» **What is required**
In the records that come next, find every line with "ExportKind". Return those lines.

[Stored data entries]

- - -

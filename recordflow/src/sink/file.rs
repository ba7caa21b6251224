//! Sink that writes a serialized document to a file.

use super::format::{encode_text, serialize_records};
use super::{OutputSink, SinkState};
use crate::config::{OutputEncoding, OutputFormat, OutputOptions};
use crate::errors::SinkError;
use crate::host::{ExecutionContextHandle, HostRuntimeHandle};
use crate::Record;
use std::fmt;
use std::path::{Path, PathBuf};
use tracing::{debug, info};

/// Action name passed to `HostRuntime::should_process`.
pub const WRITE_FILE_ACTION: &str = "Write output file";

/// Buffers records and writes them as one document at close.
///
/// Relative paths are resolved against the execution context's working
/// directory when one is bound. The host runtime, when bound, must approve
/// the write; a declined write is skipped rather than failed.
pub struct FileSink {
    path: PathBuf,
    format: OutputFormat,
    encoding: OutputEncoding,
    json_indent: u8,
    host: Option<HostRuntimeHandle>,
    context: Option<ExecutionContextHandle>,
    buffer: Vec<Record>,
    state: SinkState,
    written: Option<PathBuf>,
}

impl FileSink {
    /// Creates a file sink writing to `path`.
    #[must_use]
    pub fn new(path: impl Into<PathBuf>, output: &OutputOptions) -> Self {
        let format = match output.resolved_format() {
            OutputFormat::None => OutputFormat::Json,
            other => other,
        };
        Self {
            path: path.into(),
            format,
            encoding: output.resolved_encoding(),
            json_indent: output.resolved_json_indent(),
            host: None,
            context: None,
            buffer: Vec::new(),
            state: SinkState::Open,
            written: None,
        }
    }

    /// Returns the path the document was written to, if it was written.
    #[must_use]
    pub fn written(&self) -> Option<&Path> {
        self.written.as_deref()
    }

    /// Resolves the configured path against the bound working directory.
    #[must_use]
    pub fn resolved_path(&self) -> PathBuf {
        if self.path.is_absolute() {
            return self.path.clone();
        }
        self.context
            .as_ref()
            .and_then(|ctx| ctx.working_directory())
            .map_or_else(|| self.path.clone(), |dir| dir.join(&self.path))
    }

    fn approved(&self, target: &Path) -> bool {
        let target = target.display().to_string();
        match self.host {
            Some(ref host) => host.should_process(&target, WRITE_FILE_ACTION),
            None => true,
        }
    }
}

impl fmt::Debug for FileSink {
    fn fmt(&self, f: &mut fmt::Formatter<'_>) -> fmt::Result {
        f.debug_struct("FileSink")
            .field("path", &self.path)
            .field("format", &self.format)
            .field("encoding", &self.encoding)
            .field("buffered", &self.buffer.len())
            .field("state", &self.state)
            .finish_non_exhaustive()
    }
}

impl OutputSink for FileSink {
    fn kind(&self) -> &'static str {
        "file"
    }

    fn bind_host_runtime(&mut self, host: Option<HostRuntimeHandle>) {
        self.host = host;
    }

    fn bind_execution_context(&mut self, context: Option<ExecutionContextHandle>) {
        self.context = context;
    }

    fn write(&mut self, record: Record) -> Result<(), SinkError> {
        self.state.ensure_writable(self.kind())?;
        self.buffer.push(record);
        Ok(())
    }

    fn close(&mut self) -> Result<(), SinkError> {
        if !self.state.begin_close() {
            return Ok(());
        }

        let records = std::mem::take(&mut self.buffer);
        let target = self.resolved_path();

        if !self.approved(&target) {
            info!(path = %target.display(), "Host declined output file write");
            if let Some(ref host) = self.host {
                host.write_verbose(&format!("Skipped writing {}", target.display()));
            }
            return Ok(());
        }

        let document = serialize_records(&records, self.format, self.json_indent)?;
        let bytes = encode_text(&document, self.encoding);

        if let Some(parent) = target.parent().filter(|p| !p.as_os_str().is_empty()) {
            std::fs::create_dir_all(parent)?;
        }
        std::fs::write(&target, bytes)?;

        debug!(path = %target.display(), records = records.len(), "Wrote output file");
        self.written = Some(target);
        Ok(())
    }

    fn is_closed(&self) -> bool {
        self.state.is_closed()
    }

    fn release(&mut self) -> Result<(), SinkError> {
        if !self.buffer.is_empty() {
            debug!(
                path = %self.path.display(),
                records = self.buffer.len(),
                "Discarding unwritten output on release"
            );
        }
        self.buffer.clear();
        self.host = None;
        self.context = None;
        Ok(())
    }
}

- - -

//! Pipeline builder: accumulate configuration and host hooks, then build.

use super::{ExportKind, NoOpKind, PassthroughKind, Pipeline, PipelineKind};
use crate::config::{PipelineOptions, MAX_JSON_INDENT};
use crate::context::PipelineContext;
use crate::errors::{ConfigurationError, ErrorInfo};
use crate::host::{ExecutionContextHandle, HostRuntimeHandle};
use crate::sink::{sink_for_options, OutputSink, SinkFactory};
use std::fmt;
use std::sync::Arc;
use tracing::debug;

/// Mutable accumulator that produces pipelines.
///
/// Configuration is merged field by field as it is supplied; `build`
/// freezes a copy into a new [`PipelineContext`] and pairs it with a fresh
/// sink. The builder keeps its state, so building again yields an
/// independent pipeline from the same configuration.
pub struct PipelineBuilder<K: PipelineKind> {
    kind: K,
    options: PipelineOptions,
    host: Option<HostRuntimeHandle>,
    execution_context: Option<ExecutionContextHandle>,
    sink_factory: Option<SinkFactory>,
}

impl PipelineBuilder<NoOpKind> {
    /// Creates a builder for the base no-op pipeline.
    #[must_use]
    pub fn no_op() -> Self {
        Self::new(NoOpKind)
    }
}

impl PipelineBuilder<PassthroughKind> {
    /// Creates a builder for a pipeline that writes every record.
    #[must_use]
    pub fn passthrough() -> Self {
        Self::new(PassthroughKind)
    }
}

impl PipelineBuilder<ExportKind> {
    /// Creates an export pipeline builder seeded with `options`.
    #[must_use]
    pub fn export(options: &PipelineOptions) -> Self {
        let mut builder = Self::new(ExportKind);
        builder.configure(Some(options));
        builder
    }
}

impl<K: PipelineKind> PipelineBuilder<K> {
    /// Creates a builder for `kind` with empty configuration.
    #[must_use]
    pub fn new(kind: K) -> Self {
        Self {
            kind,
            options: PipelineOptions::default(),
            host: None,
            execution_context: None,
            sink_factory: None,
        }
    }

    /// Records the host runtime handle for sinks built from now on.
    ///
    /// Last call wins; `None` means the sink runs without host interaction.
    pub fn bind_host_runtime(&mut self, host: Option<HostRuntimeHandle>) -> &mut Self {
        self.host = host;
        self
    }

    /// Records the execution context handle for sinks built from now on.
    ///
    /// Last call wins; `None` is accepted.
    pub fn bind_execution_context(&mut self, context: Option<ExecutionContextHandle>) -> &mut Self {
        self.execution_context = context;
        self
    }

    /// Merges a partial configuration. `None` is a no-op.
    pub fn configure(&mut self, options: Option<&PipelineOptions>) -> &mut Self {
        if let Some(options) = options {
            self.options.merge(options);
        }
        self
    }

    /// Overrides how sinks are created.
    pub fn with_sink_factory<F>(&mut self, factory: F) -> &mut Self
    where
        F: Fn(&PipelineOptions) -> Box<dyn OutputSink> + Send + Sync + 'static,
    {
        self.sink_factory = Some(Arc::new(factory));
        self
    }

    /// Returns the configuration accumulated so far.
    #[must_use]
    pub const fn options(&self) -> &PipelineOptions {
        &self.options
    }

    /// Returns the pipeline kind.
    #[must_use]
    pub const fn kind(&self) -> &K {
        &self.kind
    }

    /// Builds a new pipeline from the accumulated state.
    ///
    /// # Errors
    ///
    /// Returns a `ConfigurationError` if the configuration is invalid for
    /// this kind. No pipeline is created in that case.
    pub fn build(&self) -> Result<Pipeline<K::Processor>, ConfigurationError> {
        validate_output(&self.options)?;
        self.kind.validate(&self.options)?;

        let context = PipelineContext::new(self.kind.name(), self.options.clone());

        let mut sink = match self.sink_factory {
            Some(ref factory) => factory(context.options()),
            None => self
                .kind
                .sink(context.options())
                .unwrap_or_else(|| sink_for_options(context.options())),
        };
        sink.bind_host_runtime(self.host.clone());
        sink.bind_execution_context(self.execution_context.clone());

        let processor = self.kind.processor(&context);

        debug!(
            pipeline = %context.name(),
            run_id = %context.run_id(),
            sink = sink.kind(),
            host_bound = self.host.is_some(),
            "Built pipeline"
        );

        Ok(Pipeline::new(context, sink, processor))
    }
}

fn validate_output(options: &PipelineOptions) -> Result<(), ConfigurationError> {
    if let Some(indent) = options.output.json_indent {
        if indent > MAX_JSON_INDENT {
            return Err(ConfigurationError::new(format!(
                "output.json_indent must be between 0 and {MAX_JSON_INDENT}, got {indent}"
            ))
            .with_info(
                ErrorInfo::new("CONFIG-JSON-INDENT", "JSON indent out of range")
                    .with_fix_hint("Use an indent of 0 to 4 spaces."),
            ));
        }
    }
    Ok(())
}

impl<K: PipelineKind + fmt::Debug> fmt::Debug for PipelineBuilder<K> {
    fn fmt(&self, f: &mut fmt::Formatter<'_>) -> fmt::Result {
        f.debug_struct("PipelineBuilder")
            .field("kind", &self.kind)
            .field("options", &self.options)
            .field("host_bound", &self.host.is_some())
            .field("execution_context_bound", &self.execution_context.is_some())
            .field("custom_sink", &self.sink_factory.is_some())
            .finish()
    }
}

- - -

» **Solution for this task**
use super::{ExportKind, NoOpKind, PassthroughKind, Pipeline, PipelineKind};
impl PipelineBuilder<ExportKind> {
        let mut builder = Self::new(ExportKind);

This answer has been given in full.